Create and Apply the Right Color Palette in Adobe Photoshop for your Map Visualization (Part 3 of 3)

We have added the NEO color table to a grayscale image, learned how to accommodate the color blind easily with our maps, and now we are ready to build custom color palettes.

Adobe has an online color wheel that is helpful to use when surfing through different colors. If you are unsure what colors to start with, use the color wheel to give you a few ideas and follow these three steps as a guide for applying colors to your map with the wheel:

Step 1. Play around with the different color functions of the wheel to find a palette you would like to work with. You can work with a different hue and saturation of one color or look at three different complimentary colors. The radio buttons on the side of the wheel will help guide your decision-making. The RGB value for each color is at the bottom. Feel free to also mess with the lightness, hue and saturation sliders to get exactly what you want after the color wheel gives you an output. I decided to use the shades function and make a minty green palette. I plan to use these colors for land and then choose a contrasting color for the water.
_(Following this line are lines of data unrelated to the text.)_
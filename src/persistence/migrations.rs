//! Catalog schema migrations

use crate::persistence::error::PersistenceError;
use crate::persistence::pool::ConnectionPool;
use sha2::{Digest, Sha256};
use sqlx::Row;

const MIGRATIONS_TABLE: &str = "_fedsql_migrations";

/// Category and datasource tables. Kept to types every supported backend accepts.
const MIGRATION_001_CATALOG: &str = r#"
CREATE TABLE IF NOT EXISTS datasource_category (
    id BIGINT PRIMARY KEY,
    category_name VARCHAR(255) NOT NULL,
    category_code VARCHAR(255) NOT NULL UNIQUE,
    parent_id BIGINT,
    sort_order INTEGER,
    description TEXT,
    is_enabled SMALLINT NOT NULL DEFAULT 1,
    created_at VARCHAR(64) NOT NULL,
    updated_at VARCHAR(64) NOT NULL
);

CREATE TABLE IF NOT EXISTS datasource_config (
    id BIGINT PRIMARY KEY,
    datasource_code VARCHAR(255) NOT NULL UNIQUE,
    datasource_name VARCHAR(255) NOT NULL,
    category_id BIGINT,
    db_type VARCHAR(64),
    host VARCHAR(255),
    port INTEGER,
    database_name VARCHAR(255),
    jdbc_url TEXT,
    username VARCHAR(255),
    -- ciphertext, or plaintext for rows not yet migrated
    password TEXT,
    is_enabled SMALLINT NOT NULL DEFAULT 1,
    max_pool_size INTEGER,
    min_idle INTEGER,
    connection_timeout BIGINT,
    description TEXT,
    created_at VARCHAR(64) NOT NULL,
    updated_at VARCHAR(64) NOT NULL
);
"#;

struct Migration {
    name: &'static str,
    sql: &'static str,
}

impl Migration {
    fn checksum(&self) -> String {
        format!("{:x}", Sha256::digest(self.sql.as_bytes()))
    }

    /// Statements with comment lines removed.
    fn statements(&self) -> impl Iterator<Item = String> + '_ {
        self.sql
            .split(';')
            .map(|chunk| {
                chunk
                    .lines()
                    .filter(|line| !line.trim_start().starts_with("--"))
                    .collect::<Vec<_>>()
                    .join("\n")
            })
            .map(|statement| statement.trim().to_string())
            .filter(|statement| !statement.is_empty())
    }
}

fn get_migrations() -> Vec<Migration> {
    vec![Migration {
        name: "001_datasource_catalog",
        sql: MIGRATION_001_CATALOG,
    }]
}

/// Migration runner for the catalog
pub struct MigrationRunner {
    pool: ConnectionPool,
}

impl MigrationRunner {
    pub fn new(pool: ConnectionPool) -> Self {
        Self { pool }
    }

    /// Run all pending migrations
    pub async fn migrate_up(&self) -> Result<MigrationResult, PersistenceError> {
        let mut applied = 0;
        let mut skipped = 0;

        self.ensure_migrations_table().await?;

        for migration in get_migrations() {
            if let Some(checksum) = self.applied_checksum(migration.name).await? {
                if checksum != migration.checksum() {
                    tracing::warn!(
                        "Migration '{}' changed since it was applied",
                        migration.name
                    );
                }
                tracing::debug!("Migration '{}' already applied, skipping", migration.name);
                skipped += 1;
                continue;
            }

            tracing::info!("Applying migration: {}", migration.name);

            for statement in migration.statements() {
                sqlx::query(&statement)
                    .execute(self.pool.pool())
                    .await
                    .map_err(|e| {
                        PersistenceError::Migration(format!(
                            "Failed to execute migration '{}': {}",
                            migration.name, e
                        ))
                    })?;
            }

            self.record_migration(migration.name, &migration.checksum())
                .await?;

            tracing::info!("Migration '{}' applied successfully", migration.name);
            applied += 1;
        }

        Ok(MigrationResult { applied, skipped })
    }

    pub async fn status(&self) -> Result<Vec<MigrationStatus>, PersistenceError> {
        self.ensure_migrations_table().await?;

        let mut statuses = Vec::new();
        for migration in get_migrations() {
            let applied_at = self.applied_at(migration.name).await?;
            statuses.push(MigrationStatus {
                name: migration.name.to_string(),
                applied: applied_at.is_some(),
                applied_at,
            });
        }

        Ok(statuses)
    }

    async fn ensure_migrations_table(&self) -> Result<(), PersistenceError> {
        let sql = format!(
            "CREATE TABLE IF NOT EXISTS {} (
                name VARCHAR(255) PRIMARY KEY,
                applied_at VARCHAR(64) NOT NULL,
                checksum VARCHAR(64) NOT NULL
            )",
            MIGRATIONS_TABLE
        );

        sqlx::query(&sql)
            .execute(self.pool.pool())
            .await
            .map_err(|e| {
                PersistenceError::Migration(format!("Failed to create migrations table: {}", e))
            })?;

        Ok(())
    }

    async fn applied_checksum(&self, name: &str) -> Result<Option<String>, PersistenceError> {
        self.lookup(name, "checksum").await
    }

    async fn applied_at(&self, name: &str) -> Result<Option<String>, PersistenceError> {
        self.lookup(name, "applied_at").await
    }

    async fn lookup(&self, name: &str, column: &str) -> Result<Option<String>, PersistenceError> {
        let sql = format!(
            "SELECT {} FROM {} WHERE name = {}",
            column,
            MIGRATIONS_TABLE,
            self.pool.placeholders(1, 1)
        );
        let row = sqlx::query(&sql)
            .bind(name)
            .fetch_optional(self.pool.pool())
            .await
            .map_err(|e| {
                PersistenceError::Migration(format!("Failed to check migration status: {}", e))
            })?;

        row.map(|row| row.try_get::<String, _>(column))
            .transpose()
            .map_err(PersistenceError::from)
    }

    async fn record_migration(&self, name: &str, checksum: &str) -> Result<(), PersistenceError> {
        let now = chrono::Utc::now().to_rfc3339();
        let sql = format!(
            "INSERT INTO {} (name, applied_at, checksum) VALUES ({})",
            MIGRATIONS_TABLE,
            self.pool.placeholders(1, 3)
        );

        sqlx::query(&sql)
            .bind(name)
            .bind(&now)
            .bind(checksum)
            .execute(self.pool.pool())
            .await
            .map_err(|e| PersistenceError::Migration(format!("Failed to record migration: {}", e)))?;

        Ok(())
    }
}

/// Result of running migrations
#[derive(Debug)]
pub struct MigrationResult {
    /// Number of migrations applied
    pub applied: usize,
    /// Number of migrations skipped (already applied)
    pub skipped: usize,
}

#[derive(Debug, Clone)]
pub struct MigrationStatus {
    pub name: String,
    pub applied: bool,
    pub applied_at: Option<String>,
}

#[cfg(test)]
mod tests {
    use super::*;

    #[test]
    fn test_statements_drop_comments() {
        let migration = &get_migrations()[0];
        let statements: Vec<_> = migration.statements().collect();
        assert_eq!(statements.len(), 2);
        assert!(statements[1].starts_with("CREATE TABLE IF NOT EXISTS datasource_config"));
        assert!(!statements[1].contains("--"));
        assert_eq!(migration.checksum().len(), 64);
    }

    #[tokio::test]
    async fn test_migrate_is_idempotent() {
        let pool = ConnectionPool::new("sqlite::memory:", 1, 5).await.unwrap();
        let runner = MigrationRunner::new(pool);

        let first = runner.migrate_up().await.unwrap();
        assert_eq!(first.applied, 1);

        let second = runner.migrate_up().await.unwrap();
        assert_eq!(second.applied, 0);
        assert_eq!(second.skipped, 1);

        let status = runner.status().await.unwrap();
        assert!(status[0].applied);
        assert!(status[0].applied_at.is_some());
    }
}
My color wheel choice for this example.

Step 2. Open the color table back up for the grayscale image and use the same method as before: Select a couple of rows and change the colors to what you selected on the wheel, gradually moving from light to dark down the color table. Or, see what happens when you move from dark to light down the color table. Does it change the message of the map?

Step 3. Save your color palette for future use.

Alright, I know, that was short and easy. But not so fast, we have a couple more things to learn.

Follow these steps to make your own color palette in Photoshop:

Step 1. Open a new project for a clean slate to make palettes on. Do not worry about the canvas size as long as you have enough space to work with.

Step 2. Using the brush tool at a size that is easy to see, pick and paint a color on the canvas that you want on your map. I chose green because that is what I think of when I think of vegetation.

My Canvas so far.

Step 3. Now open the Color Picker back up and select a color that is lighter (less saturated) and move the hue up the color scale a little bit. Repeat this process but in the other direction for your third color. There is a tutorial by Greg Gunn that has a very similar process but is way more detailed. Please check out the video if you need a little more context on choosing the right colors.

I have selected and changed the hue and saturation to a part of the colors I am working with but this is not necessary. Do what is right for you.

Step 4. I have chosen a few colors to work with and am ready to add them to the color table. Clip the canvas to the colors you would like on your map. Go to Image, Mode, and select Indexed Color. Now open up the Color Table under Image, Mode. The colors you have chosen may be scattered around the table.

Step 5. Select one of your lightest colors on the table and add it to the 5th and 6th rows using the RGB values located on Color Picker. I may choose to add the same colors to three rows instead of two but this is a good starting place.

Step 6. Create a lighter color from the one you just filled in the 5th and 6th rows by toggling hue and saturation in Color Picker and add it to the 3rd and 4th rows. Repeat this process for rows 1 and 2.

Step 7. Now pick a second color that is darker than rows 5 and 6 and add it to rows 7 and 8. Repeat this process all the way down.

Step 8. Choose and apply a contrasting color for the last cell to represent water.

Here is what I came up with after Step 8.

Step 9. Save the color table somewhere that is easy to find and open up a new project with the grayscale NDVI map.

Step 10. Change the mode to Indexed Color and open up the Color Table.

Step 11. Load the color table you just created and see what you think. Feel free to change the colors up or maybe even repeat the steps with an entirely new set of colors. This tutorial is not available to get it right on the first try. We simply want to give you the tools you need to make the right map for your needs.

What do you think? Not bad for a first try?